WHAT TO DO ::
Check every line of the data and copy the ones where "models" appears.

***** PROVIDED RECORDS

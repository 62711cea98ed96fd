// pong-map - ADMIXTURE run manifest generator
// Enumerates every (K, trial) pair and writes the tab-separated map consumed by pong

pub mod cli;
pub mod models;
pub mod services;

pub use anyhow::{Context, Result};
pub use colored::Colorize;

// Re-export commonly used types
pub use models::{ManifestLine, RunGrid, RunSpec};
pub use services::{generate, write_manifest, ManifestError, ManifestSummary, DEFAULT_OUTPUT};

**********

FINISHED EXERCISE ::
pub mod models;
pub use models::{ManifestLine, RunGrid, RunSpec};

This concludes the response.